So, we all know about the problems with the housing market now. Getting the most publicity are the thousand upon thousands of foreclosures, as variable rate mortgages become too expensive for the mortgagees to afford. Secondly, with much less publicity, are the crazy high prices of houses. Maybe I just happen to feel it more than most, since I live in a very expensive part of the country. But prices have been steadily growing beyond what the average person can afford for a long time -- now it's just insane.
The foreclosure mess started around 5 years ago. At the height of the housing boom, the 'Flip That House' frenzy was in full swing, banks wanting to make more money through more sales began lowering their mortgage rates to all-time lows.
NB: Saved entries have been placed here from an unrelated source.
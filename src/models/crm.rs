// src/models/crm.rs

use async_graphql::{Enum, InputObject, MaybeUndefined, SimpleObject};
use chrono::{DateTime, Utc};
use rust_decimal::{Decimal, RoundingStrategy};
use serde::{Deserialize, Serialize};
use sqlx::FromRow;
use validator::Validate;

use crate::common::{error::AppError, time};

// --- ENUMS ---

// Mapeia o CREATE TYPE customer_status do banco
#[derive(Debug, Clone, Copy, PartialEq, Eq, Serialize, Deserialize, sqlx::Type, Enum)]
#[sqlx(type_name = "customer_status", rename_all = "SCREAMING_SNAKE_CASE")]
#[serde(rename_all = "SCREAMING_SNAKE_CASE")]
pub enum CustomerStatus {
    Active,
    Inactive,
    Lead,
}

// Mapeia o CREATE TYPE deal_status do banco
#[derive(Debug, Clone, Copy, PartialEq, Eq, Serialize, Deserialize, sqlx::Type, Enum)]
#[sqlx(type_name = "deal_status", rename_all = "SCREAMING_SNAKE_CASE")]
#[serde(rename_all = "SCREAMING_SNAKE_CASE")]
pub enum DealStatus {
    Lead,
    InProgress,
    Won,
    Lost,
}

pub const DEFAULT_CURRENCY: &str = "EUR";

// --- CLIENTE ---

#[derive(Debug, Clone, PartialEq, Serialize, Deserialize, FromRow, SimpleObject)]
#[serde(rename_all = "camelCase")]
#[graphql(complex)]
pub struct Customer {
    #[graphql(skip)]
    pub id: String,

    pub first_name: String,
    pub last_name: String,
    pub email: String,
    pub phone: Option<String>,
    pub company: Option<String>,
    pub status: CustomerStatus,
    pub address: Option<String>,
    pub notes: Option<String>,

    pub created_at: DateTime<Utc>,
    pub updated_at: DateTime<Utc>,
}

// --- NEGÓCIO (Deal) ---

#[derive(Debug, Clone, PartialEq, Serialize, Deserialize, FromRow, SimpleObject)]
#[serde(rename_all = "camelCase")]
#[graphql(complex)]
pub struct Deal {
    #[graphql(skip)]
    pub id: String,

    pub title: String,
    pub description: Option<String>,

    // Guardado como Decimal, exposto como Float no GraphQL
    #[graphql(skip)]
    pub value: Decimal,
    pub currency: String,
    pub status: DealStatus,

    #[graphql(skip)]
    pub customer_id: String,

    pub start_date: DateTime<Utc>,
    pub end_date: Option<DateTime<Utc>>,
    pub notes: Option<String>,

    pub created_at: DateTime<Utc>,
    pub updated_at: DateTime<Utc>,
}

// =============================================================================
//  INPUTS
// =============================================================================

#[derive(Debug, Clone, Copy, Default, InputObject)]
pub struct PaginationInput {
    pub limit: Option<i32>,
    pub offset: Option<i32>,
}

impl PaginationInput {
    pub const DEFAULT_LIMIT: i64 = 20;

    // Valores negativos viram zero
    pub fn limit(&self) -> i64 {
        self.limit.map_or(Self::DEFAULT_LIMIT, |l| i64::from(l.max(0)))
    }

    pub fn offset(&self) -> i64 {
        self.offset.map_or(0, |o| i64::from(o.max(0)))
    }

    /// Aplica a paginação numa coleção em memória, na ordem em que ela está.
    pub fn slice<'a, T>(&self, items: &'a [T]) -> &'a [T] {
        let start = (self.offset() as usize).min(items.len());
        let end = start.saturating_add(self.limit() as usize).min(items.len());
        &items[start..end]
    }
}

#[derive(Debug, Clone, Default, InputObject, Validate)]
pub struct CreateCustomerInput {
    #[validate(length(min = 1, message = "required"))]
    pub first_name: String,
    #[validate(length(min = 1, message = "required"))]
    pub last_name: String,
    // Formato do email fica a cargo do cliente
    pub email: String,
    pub phone: Option<String>,
    pub company: Option<String>,
    pub status: Option<CustomerStatus>,
    pub address: Option<String>,
    pub notes: Option<String>,
}

impl CreateCustomerInput {
    /// Monta o registro completo: status padrão LEAD, `created_at == updated_at`.
    pub fn into_customer(self, id: String) -> Customer {
        let now = time::now();
        Customer {
            id,
            first_name: self.first_name,
            last_name: self.last_name,
            email: self.email,
            phone: self.phone,
            company: self.company,
            status: self.status.unwrap_or(CustomerStatus::Lead),
            address: self.address,
            notes: self.notes,
            created_at: now,
            updated_at: now,
        }
    }
}

// Campo ausente = mantém o valor atual. Nos campos opcionais, null limpa.
#[derive(Debug, Clone, Default, InputObject, Validate)]
pub struct UpdateCustomerInput {
    #[validate(length(min = 1, message = "required"))]
    pub first_name: Option<String>,
    #[validate(length(min = 1, message = "required"))]
    pub last_name: Option<String>,
    pub email: Option<String>,
    pub phone: MaybeUndefined<String>,
    pub company: MaybeUndefined<String>,
    pub status: Option<CustomerStatus>,
    pub address: MaybeUndefined<String>,
    pub notes: MaybeUndefined<String>,
}

impl UpdateCustomerInput {
    pub fn apply_to(self, customer: &mut Customer) {
        merge(&mut customer.first_name, self.first_name);
        merge(&mut customer.last_name, self.last_name);
        merge(&mut customer.email, self.email);
        merge_optional(&mut customer.phone, self.phone);
        merge_optional(&mut customer.company, self.company);
        merge(&mut customer.status, self.status);
        merge_optional(&mut customer.address, self.address);
        merge_optional(&mut customer.notes, self.notes);
        customer.updated_at = time::bumped(customer.updated_at);
    }
}

#[derive(Debug, Clone, InputObject, Validate)]
pub struct CreateDealInput {
    #[validate(length(min = 1, message = "required"))]
    pub title: String,
    pub description: Option<String>,
    #[validate(range(min = 0.0, message = "must_be_non_negative"))]
    pub value: f64,
    #[validate(length(equal = 3, message = "invalid_currency"))]
    pub currency: Option<String>,
    pub status: Option<DealStatus>,
    pub customer_id: async_graphql::ID,
    pub start_date: Option<DateTime<Utc>>,
    pub end_date: Option<DateTime<Utc>>,
    pub notes: Option<String>,
}

impl CreateDealInput {
    /// Monta o registro completo: moeda padrão EUR, status padrão LEAD,
    /// `start_date` padrão = agora.
    pub fn into_deal(self, id: String) -> Result<Deal, AppError> {
        let now = time::now();
        Ok(Deal {
            id,
            title: self.title,
            description: self.description,
            value: to_amount(self.value)?,
            currency: self.currency.unwrap_or_else(|| DEFAULT_CURRENCY.to_string()),
            status: self.status.unwrap_or(DealStatus::Lead),
            customer_id: self.customer_id.0,
            start_date: self.start_date.unwrap_or(now),
            end_date: self.end_date,
            notes: self.notes,
            created_at: now,
            updated_at: now,
        })
    }
}

#[derive(Debug, Clone, Default, InputObject, Validate)]
pub struct UpdateDealInput {
    #[validate(length(min = 1, message = "required"))]
    pub title: Option<String>,
    pub description: MaybeUndefined<String>,
    #[validate(range(min = 0.0, message = "must_be_non_negative"))]
    pub value: Option<f64>,
    #[validate(length(equal = 3, message = "invalid_currency"))]
    pub currency: Option<String>,
    pub status: Option<DealStatus>,
    pub start_date: Option<DateTime<Utc>>,
    pub end_date: MaybeUndefined<DateTime<Utc>>,
    pub notes: MaybeUndefined<String>,
}

impl UpdateDealInput {
    pub fn apply_to(self, deal: &mut Deal) -> Result<(), AppError> {
        if let Some(value) = self.value {
            deal.value = to_amount(value)?;
        }
        merge(&mut deal.title, self.title);
        merge_optional(&mut deal.description, self.description);
        merge(&mut deal.currency, self.currency);
        merge(&mut deal.status, self.status);
        merge(&mut deal.start_date, self.start_date);
        merge_optional(&mut deal.end_date, self.end_date);
        merge_optional(&mut deal.notes, self.notes);
        deal.updated_at = time::bumped(deal.updated_at);
        Ok(())
    }
}

fn merge<T>(target: &mut T, value: Option<T>) {
    if let Some(value) = value {
        *target = value;
    }
}

fn merge_optional<T>(target: &mut Option<T>, value: MaybeUndefined<T>) {
    match value {
        MaybeUndefined::Undefined => {}
        MaybeUndefined::Null => *target = None,
        MaybeUndefined::Value(value) => *target = Some(value),
    }
}

// Maior valor que cabe em NUMERIC(14,2): os dois backends aceitam a mesma faixa
pub const MAX_DEAL_VALUE: Decimal = Decimal::from_parts(276_447_231, 23_283, 0, false, 2);

// Converte o Float do GraphQL num valor monetário com 2 casas (NUMERIC(14,2))
fn to_amount(value: f64) -> Result<Decimal, AppError> {
    Decimal::try_from(value)
        .ok()
        .map(|amount| amount.round_dp_with_strategy(2, RoundingStrategy::MidpointAwayFromZero))
        .filter(|amount| *amount >= Decimal::ZERO && *amount <= MAX_DEAL_VALUE)
        .ok_or_else(|| {
            let mut errors = validator::ValidationErrors::new();
            let mut error = validator::ValidationError::new("invalid_amount");
            error.message = Some("out_of_range".into());
            errors.add("value", error);
            AppError::ValidationError(errors)
        })
}

#[cfg(test)]
mod tests {
    use super::*;
    use chrono::Duration;

    fn sample_customer() -> Customer {
        CreateCustomerInput {
            first_name: "Anna".into(),
            last_name: "Fischer".into(),
            email: "anna.fischer@example.com".into(),
            company: Some("Software Experts".into()),
            ..Default::default()
        }
        .into_customer("customer-x".into())
    }

    #[test]
    fn new_customer_defaults_to_lead_with_equal_timestamps() {
        let customer = sample_customer();
        assert_eq!(customer.status, CustomerStatus::Lead);
        assert_eq!(customer.created_at, customer.updated_at);
    }

    #[test]
    fn empty_update_only_bumps_updated_at() {
        let original = sample_customer();
        let mut updated = original.clone();
        UpdateCustomerInput::default().apply_to(&mut updated);

        assert!(updated.updated_at > original.updated_at);
        updated.updated_at = original.updated_at;
        assert_eq!(updated, original);
    }

    #[test]
    fn update_merges_only_provided_fields() {
        let mut customer = sample_customer();
        UpdateCustomerInput {
            status: Some(CustomerStatus::Active),
            phone: MaybeUndefined::Value("+49 151 1234567".into()),
            ..Default::default()
        }
        .apply_to(&mut customer);

        assert_eq!(customer.status, CustomerStatus::Active);
        assert_eq!(customer.phone.as_deref(), Some("+49 151 1234567"));
        assert_eq!(customer.company.as_deref(), Some("Software Experts"));
        assert_eq!(customer.first_name, "Anna");
    }

    #[test]
    fn explicit_null_clears_optional_fields() {
        let mut customer = sample_customer();
        customer.phone = Some("+49 350 8489602".into());
        UpdateCustomerInput {
            phone: MaybeUndefined::Null,
            company: MaybeUndefined::Null,
            ..Default::default()
        }
        .apply_to(&mut customer);

        assert_eq!(customer.phone, None);
        assert_eq!(customer.company, None);
        assert_eq!(customer.email, "anna.fischer@example.com");
    }

    #[test]
    fn new_deal_defaults_currency_status_and_start_date() {
        let deal = CreateDealInput {
            title: "Cloud Migration".into(),
            description: None,
            value: 1234.567,
            currency: None,
            status: None,
            customer_id: async_graphql::ID("customer-001".into()),
            start_date: None,
            end_date: None,
            notes: None,
        }
        .into_deal("deal-x".into())
        .unwrap();

        assert_eq!(deal.currency, "EUR");
        assert_eq!(deal.status, DealStatus::Lead);
        assert_eq!(deal.start_date, deal.created_at);
        assert_eq!(deal.value, Decimal::new(123457, 2));
    }

    #[test]
    fn deal_update_rejects_non_finite_values() {
        let mut deal = CreateDealInput {
            title: "SEO Optimization".into(),
            description: None,
            value: 10.0,
            currency: Some("USD".into()),
            status: Some(DealStatus::Won),
            customer_id: async_graphql::ID("customer-001".into()),
            start_date: Some(Utc::now() - Duration::days(3)),
            end_date: None,
            notes: None,
        }
        .into_deal("deal-y".into())
        .unwrap();

        let result = UpdateDealInput {
            value: Some(f64::NAN),
            ..Default::default()
        }
        .apply_to(&mut deal);

        assert!(matches!(result, Err(AppError::ValidationError(_))));
        assert_eq!(deal.value, Decimal::new(10, 0));

        UpdateDealInput {
            end_date: MaybeUndefined::Value(Utc::now()),
            notes: MaybeUndefined::Value("Fechado".into()),
            ..Default::default()
        }
        .apply_to(&mut deal)
        .unwrap();
        assert!(deal.end_date.is_some());

        UpdateDealInput {
            end_date: MaybeUndefined::Null,
            ..Default::default()
        }
        .apply_to(&mut deal)
        .unwrap();
        assert_eq!(deal.end_date, None);
        assert_eq!(deal.notes.as_deref(), Some("Fechado"));
    }

    #[test]
    fn amounts_must_fit_the_money_column() {
        assert_eq!(to_amount(999_999_999_999.99).unwrap(), MAX_DEAL_VALUE);
        assert_eq!(MAX_DEAL_VALUE.to_string(), "999999999999.99");
        assert_eq!(to_amount(0.0).unwrap(), Decimal::ZERO);

        assert!(matches!(to_amount(1e12), Err(AppError::ValidationError(_))));
        assert!(matches!(to_amount(1e13), Err(AppError::ValidationError(_))));
        assert!(matches!(to_amount(-0.5), Err(AppError::ValidationError(_))));
        assert!(matches!(to_amount(f64::INFINITY), Err(AppError::ValidationError(_))));
    }

    #[test]
    fn pagination_slices_in_store_order() {
        let items = [0, 1, 2, 3, 4];
        let page = PaginationInput { limit: Some(2), offset: Some(1) };
        assert_eq!(page.slice(&items), &[1, 2]);

        let past_end = PaginationInput { limit: None, offset: Some(10) };
        assert!(past_end.slice(&items).is_empty());

        assert_eq!(PaginationInput::default().slice(&items).len(), 5);
    }

    #[test]
    fn invalid_inputs_fail_validation() {
        let input = CreateCustomerInput {
            first_name: String::new(),
            last_name: "Weber".into(),
            email: "not-an-email".into(),
            ..Default::default()
        };
        let errors = input.validate().unwrap_err();
        assert!(errors.field_errors().contains_key("first_name"));
        // Email não é validado no servidor
        assert!(!errors.field_errors().contains_key("email"));
    }
}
Many greedy banks would make their rates crazy low, but as a variable rate, so it could go higher later. So what happens is thousands of people are suckered into this variable rate mortgage, hoping to fulfill their dream of owning a home. 5 years later, the market can't handle those extremely low rates, and so these "adjustable rates" start adjusting back up to previous years' numbers. Some even higher. The problem with a few percentage points' increase is that, when you're talking about several hundred thousand dollars, even a 1% increase in your annual percentage rate can, depending on how much the house costs, result in $2500, even $5000 annual increase in the price. Go up 2-3% and you're easily talking about an extra $1000 a month. Most people simply can't afford that.
Here's some statistics (from the 2006 Census Bureau estimates).
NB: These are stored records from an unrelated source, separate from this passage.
// src/common/time.rs

use chrono::{DateTime, Duration, DurationRound, Utc};

/// Instante atual truncado em microssegundos (a mesma precisão do Postgres),
/// para que os dois repositórios guardem datas idênticas.
pub fn now() -> DateTime<Utc> {
    let now = Utc::now();
    now.duration_trunc(Duration::microseconds(1)).unwrap_or(now)
}

/// Novo `updated_at` para um registro: nunca igual nem anterior ao atual.
pub fn bumped(previous: DateTime<Utc>) -> DateTime<Utc> {
    now().max(previous + Duration::microseconds(1))
}
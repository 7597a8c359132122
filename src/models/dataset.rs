// src/models/dataset.rs

use serde::{Deserialize, Serialize};

use crate::models::{
    auth::User,
    crm::{Customer, Deal},
};

/// O conjunto completo de coleções. É exatamente o formato do documento JSON
/// do modo arquivo e também o que o gerador de dados fictícios produz.
#[derive(Debug, Clone, Default, Serialize, Deserialize)]
pub struct Dataset {
    #[serde(default)]
    pub users: Vec<User>,
    #[serde(default)]
    pub customers: Vec<Customer>,
    #[serde(default)]
    pub deals: Vec<Deal>,
}
// src/handlers/graphql.rs

use async_graphql::http::GraphiQLSource;
use async_graphql_axum::{GraphQLRequest, GraphQLResponse};
use axum::{
    extract::State,
    response::{Html, IntoResponse},
};

use crate::{config::AppState, middleware::auth::AuthContext};

// POST /graphql
pub async fn graphql_handler(
    State(app_state): State<AppState>,
    auth: AuthContext,
    req: GraphQLRequest,
) -> GraphQLResponse {
    // O id do usuário (se houver) vai junto para os resolvers
    app_state
        .schema
        .execute(req.into_inner().data(auth))
        .await
        .into()
}

// GET /graphql
pub async fn graphiql() -> impl IntoResponse {
    Html(GraphiQLSource::build().endpoint("/graphql").finish())
}
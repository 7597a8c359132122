// src/services/mock_data.rs

use chrono::{DateTime, Duration, Months, TimeZone, Utc};
use rust_decimal::Decimal;

use crate::{
    common::error::AppError,
    models::{
        auth::User,
        crm::{Customer, CustomerStatus, Deal, DealStatus, DEFAULT_CURRENCY},
        dataset::Dataset,
    },
    services::auth::AuthService,
};

pub const ADMIN_ID: &str = "user-admin-001";
pub const ADMIN_USERNAME: &str = "admin";
pub const ADMIN_PASSWORD: &str = "admin";

const CUSTOMER_COUNT: usize = 15;
const DEAL_COUNT: usize = 30;

const FIRST_NAMES: [&str; CUSTOMER_COUNT] = [
    "Max", "Lisa", "Michael", "Anna", "Thomas", "Sarah", "Daniel", "Julia", "Markus", "Laura",
    "Sebastian", "Maria", "Christian", "Sophie", "Andreas",
];

const LAST_NAMES: [&str; CUSTOMER_COUNT] = [
    "Müller", "Schmidt", "Schneider", "Fischer", "Weber", "Meyer", "Wagner", "Becker", "Schulz",
    "Hoffmann", "Koch", "Bauer", "Richter", "Klein", "Wolf",
];

const COMPANIES: [&str; CUSTOMER_COUNT] = [
    "Tech Solutions GmbH",
    "Digital Innovation AG",
    "Cloud Services Ltd",
    "Software Experts",
    "Web Development Co",
    "Data Analytics GmbH",
    "Mobile Apps AG",
    "IT Consulting",
    "E-Commerce Solutions",
    "Marketing Digital",
    "Design Studio",
    "Consulting Partners",
    "Business Solutions",
    "Enterprise Systems",
    "Development Group",
];

const DEAL_TITLES: [&str; DEAL_COUNT] = [
    "Website Redesign",
    "Mobile App Development",
    "Cloud Migration",
    "E-Commerce Platform",
    "CRM System Implementation",
    "Marketing Campaign",
    "SEO Optimization",
    "Data Analytics Dashboard",
    "API Integration",
    "Security Audit",
    "Performance Optimization",
    "Social Media Strategy",
    "Brand Identity",
    "Content Management System",
    "Email Marketing Platform",
    "Customer Portal",
    "Inventory Management",
    "Payment Gateway Integration",
    "Business Intelligence System",
    "Training Platform",
    "Support Ticketing System",
    "Video Streaming Service",
    "IoT Platform",
    "Blockchain Integration",
    "AI Chatbot",
    "Document Management",
    "HR Management System",
    "Project Management Tool",
    "Collaboration Platform",
    "Backup Solution",
];

const CUSTOMER_STATUSES: [CustomerStatus; 3] =
    [CustomerStatus::Active, CustomerStatus::Inactive, CustomerStatus::Lead];

const DEAL_STATUSES: [DealStatus; 4] =
    [DealStatus::Lead, DealStatus::InProgress, DealStatus::Won, DealStatus::Lost];

// Pseudo-aleatório derivado do índice: o mesmo índice sempre gera o mesmo valor
fn spread(index: usize, salt: u64, modulus: u64) -> u64 {
    let mut x = (index as u64 + 1).wrapping_mul(0x9E37_79B9_7F4A_7C15) ^ salt;
    x ^= x >> 31;
    x = x.wrapping_mul(0xBF58_476D_1CE4_E5B9);
    x ^= x >> 29;
    x % modulus
}

fn date(year: i32, month: u32, day: u32) -> DateTime<Utc> {
    Utc.with_ymd_and_hms(year, month, day, 0, 0, 0)
        .single()
        .unwrap_or_default()
}

pub async fn generate_mock_users(auth: &AuthService) -> Result<Vec<User>, AppError> {
    let created_at = date(2024, 1, 1);

    Ok(vec![User {
        id: ADMIN_ID.to_string(),
        username: ADMIN_USERNAME.to_string(),
        email: "admin@portfolio-crm.com".to_string(),
        password_hash: auth.hash_password(ADMIN_PASSWORD).await?,
        created_at,
        updated_at: created_at,
    }])
}

pub fn generate_mock_customers() -> Vec<Customer> {
    (0..CUSTOMER_COUNT)
        .map(|i| {
            let first_name = FIRST_NAMES[i];
            let last_name = LAST_NAMES[i];
            let created_at = date(2024, 1, i as u32 + 1);

            Customer {
                id: format!("customer-{:03}", i + 1),
                first_name: first_name.to_string(),
                last_name: last_name.to_string(),
                email: format!("{}.{}@example.com", first_name.to_lowercase(), last_name.to_lowercase()),
                phone: Some(format!(
                    "+49 {} {}",
                    spread(i, 1, 900) + 100,
                    spread(i, 2, 9_000_000) + 1_000_000
                )),
                company: Some(COMPANIES[i].to_string()),
                status: CUSTOMER_STATUSES[i % CUSTOMER_STATUSES.len()],
                address: (i % 3 == 0).then(|| format!("Hauptstraße {}, {} Berlin", i + 10, 10115 + i * 10)),
                notes: (i % 4 == 0).then(|| "VIP Customer - High Priority".to_string()),
                created_at,
                updated_at: created_at,
            }
        })
        .collect()
}

pub fn generate_mock_deals(customers: &[Customer]) -> Vec<Deal> {
    if customers.is_empty() {
        return Vec::new();
    }

    (0..DEAL_COUNT)
        .map(|i| {
            let customer = &customers[i % customers.len()];
            let status = DEAL_STATUSES[i % DEAL_STATUSES.len()];
            let title = DEAL_TITLES[i];

            // 10k - 100k
            let value = Decimal::from(spread(i, 3, 90_000) + 10_000);
            let created_at = date(2024, (i / 5) as u32 + 1, (i % 28) as u32 + 1);
            let start_date = created_at + Duration::days(7);

            let end_date = matches!(status, DealStatus::Won | DealStatus::Lost).then(|| {
                let months = Months::new(spread(i, 4, 6) as u32 + 1);
                start_date.checked_add_months(months).unwrap_or(start_date)
            });

            let owner = customer
                .company
                .clone()
                .unwrap_or_else(|| format!("{} {}", customer.first_name, customer.last_name));

            Deal {
                id: format!("deal-{:03}", i + 1),
                title: title.to_string(),
                description: Some(format!("{title} project for {owner}")),
                value,
                currency: DEFAULT_CURRENCY.to_string(),
                status,
                customer_id: customer.id.clone(),
                start_date,
                end_date,
                notes: (i % 5 == 0).then(|| "Urgent - High Priority Deal".to_string()),
                created_at,
                updated_at: created_at,
            }
        })
        .collect()
}

/// Gera o dataset fictício completo (usuário admin, clientes e deals).
pub async fn generate_mock_data(auth: &AuthService) -> Result<Dataset, AppError> {
    let users = generate_mock_users(auth).await?;
    let customers = generate_mock_customers();
    let deals = generate_mock_deals(&customers);

    Ok(Dataset { users, customers, deals })
}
- There are approximately 115 million households in the US.
- Median annual household income in the US is about $48k (pre-tax) What this means, is that the majority of Americans actually bring home much less than $50k a year.
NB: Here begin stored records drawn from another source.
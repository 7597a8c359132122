// src/services/auth.rs

use bcrypt::{hash, verify};
use chrono::{Duration, Utc};
use jsonwebtoken::{decode, encode, DecodingKey, EncodingKey, Header, Validation};

use crate::{
    common::error::AppError,
    models::auth::{AuthPayload, Claims, User},
};

/// Extrai o token de um cabeçalho `Authorization: Bearer <token>`.
/// Qualquer outro formato devolve `None` (não é erro).
pub fn extract_token(auth_header: Option<&str>) -> Option<&str> {
    let mut parts = auth_header?.split(' ');
    match (parts.next(), parts.next(), parts.next()) {
        (Some("Bearer"), Some(token), None) if !token.is_empty() => Some(token),
        _ => None,
    }
}

// Sem estado além do segredo: cada chamada depende só das entradas.
#[derive(Clone)]
pub struct AuthService {
    jwt_secret: String,
    jwt_expiration: Duration,
    bcrypt_cost: u32,
}

impl AuthService {
    pub fn new(jwt_secret: String, jwt_expiration: Duration, bcrypt_cost: u32) -> Self {
        Self { jwt_secret, jwt_expiration, bcrypt_cost }
    }

    /// Valida a senha contra o usuário encontrado (se houver) e emite o token.
    /// Usuário inexistente e senha errada dão o mesmo erro.
    pub async fn authenticate(&self, user: Option<User>, password: &str) -> Result<AuthPayload, AppError> {
        let user = user.ok_or(AppError::InvalidCredentials)?;

        if !self.verify_password(password, &user.password_hash).await? {
            return Err(AppError::InvalidCredentials);
        }

        let token = self.create_token(&user)?;
        Ok(AuthPayload { token, user })
    }

    /// Devolve o id do usuário se o token for válido (assinatura e expiração).
    /// Token inválido ou expirado vira `None`: a requisição segue como anônima.
    pub fn verify_token(&self, token: &str) -> Option<String> {
        decode::<Claims>(
            token,
            &DecodingKey::from_secret(self.jwt_secret.as_ref()),
            &Validation::default(),
        )
        .map(|token_data| token_data.claims.user_id)
        .map_err(|e| tracing::debug!("Token rejeitado: {}", e))
        .ok()
    }

    /// Atalho usado pelo handler HTTP: cabeçalho -> token -> id do usuário.
    pub fn user_id_from_header(&self, auth_header: Option<&str>) -> Option<String> {
        extract_token(auth_header).and_then(|token| self.verify_token(token))
    }

    pub fn create_token(&self, user: &User) -> Result<String, AppError> {
        let now = Utc::now();
        let expires_at = now + self.jwt_expiration;

        let claims = Claims {
            user_id: user.id.clone(),
            username: user.username.clone(),
            exp: expires_at.timestamp() as usize,
            iat: now.timestamp() as usize,
        };

        Ok(encode(
            &Header::default(),
            &claims,
            &EncodingKey::from_secret(self.jwt_secret.as_ref()),
        )?)
    }

    pub async fn hash_password(&self, password: &str) -> Result<String, AppError> {
        let password_clone = password.to_owned();
        let cost = self.bcrypt_cost;

        // Executa o hashing em um thread separado
        let hashed = tokio::task::spawn_blocking(move || hash(&password_clone, cost))
            .await
            .map_err(|e| anyhow::anyhow!("Falha na task de hashing: {}", e))??;

        Ok(hashed)
    }

    async fn verify_password(&self, password: &str, password_hash: &str) -> Result<bool, AppError> {
        let password_clone = password.to_owned();
        let password_hash_clone = password_hash.to_owned();

        // Executa a verificação em um thread separado
        let is_valid = tokio::task::spawn_blocking(move || verify(&password_clone, &password_hash_clone))
            .await
            .map_err(|e| anyhow::anyhow!("Falha na task de verificação de senha: {}", e))??;

        Ok(is_valid)
    }
}

#[cfg(test)]
mod tests {
    use super::*;
    use crate::common::time;

    fn service(secret: &str) -> AuthService {
        AuthService::new(secret.to_string(), Duration::days(7), 4)
    }

    async fn user_with_password(auth: &AuthService, password: &str) -> User {
        let now = time::now();
        User {
            id: "user-admin-001".into(),
            username: "admin".into(),
            email: "admin@portfolio-crm.com".into(),
            password_hash: auth.hash_password(password).await.unwrap(),
            created_at: now,
            updated_at: now,
        }
    }

    #[test]
    fn extracts_only_well_formed_bearer_headers() {
        assert_eq!(extract_token(Some("Bearer abc.def.ghi")), Some("abc.def.ghi"));
        assert_eq!(extract_token(None), None);
        assert_eq!(extract_token(Some("abc.def.ghi")), None);
        assert_eq!(extract_token(Some("Basic abc")), None);
        assert_eq!(extract_token(Some("bearer abc")), None);
        assert_eq!(extract_token(Some("Bearer a b")), None);
        assert_eq!(extract_token(Some("Bearer ")), None);
    }

    #[tokio::test]
    async fn issued_token_resolves_to_user_id() {
        let auth = service("segredo");
        let user = user_with_password(&auth, "admin").await;
        let token = auth.create_token(&user).unwrap();

        assert_eq!(auth.verify_token(&token).as_deref(), Some("user-admin-001"));
        assert_eq!(
            auth.user_id_from_header(Some(&format!("Bearer {token}"))).as_deref(),
            Some("user-admin-001")
        );
    }

    #[tokio::test]
    async fn token_from_another_secret_is_rejected() {
        let user = user_with_password(&service("a"), "admin").await;
        let token = service("a").create_token(&user).unwrap();
        assert_eq!(service("b").verify_token(&token), None);
        assert_eq!(service("b").verify_token("lixo"), None);
    }

    #[tokio::test]
    async fn expired_token_is_rejected() {
        let auth = AuthService::new("segredo".into(), Duration::hours(-2), 4);
        let user = user_with_password(&auth, "admin").await;
        let token = auth.create_token(&user).unwrap();
        assert_eq!(auth.verify_token(&token), None);
    }

    #[tokio::test]
    async fn authenticate_checks_password() {
        let auth = service("segredo");
        let user = user_with_password(&auth, "admin").await;

        let payload = auth.authenticate(Some(user.clone()), "admin").await.unwrap();
        assert_eq!(payload.user.id, "user-admin-001");
        assert_eq!(auth.verify_token(&payload.token).as_deref(), Some("user-admin-001"));

        let wrong = auth.authenticate(Some(user), "wrong").await;
        assert!(matches!(wrong, Err(AppError::InvalidCredentials)));

        let missing = auth.authenticate(None, "admin").await;
        assert!(matches!(missing, Err(AppError::InvalidCredentials)));
    }
}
- Approximately 19% of all households in American make more than 100,000. Chances are, you know someone who makes this much money. More likely, a few. But you probably don't, yourself. (if you do, share the wealth!)
- About 6.37% of the people in our nation make 1/3 of our nation's wealth. This is why we use Median instead of Mean-- it would mess up the numbers.)
- BTW, the Mean income is just over $60k. According to these stats, about 1/3 of Americans earn more than that.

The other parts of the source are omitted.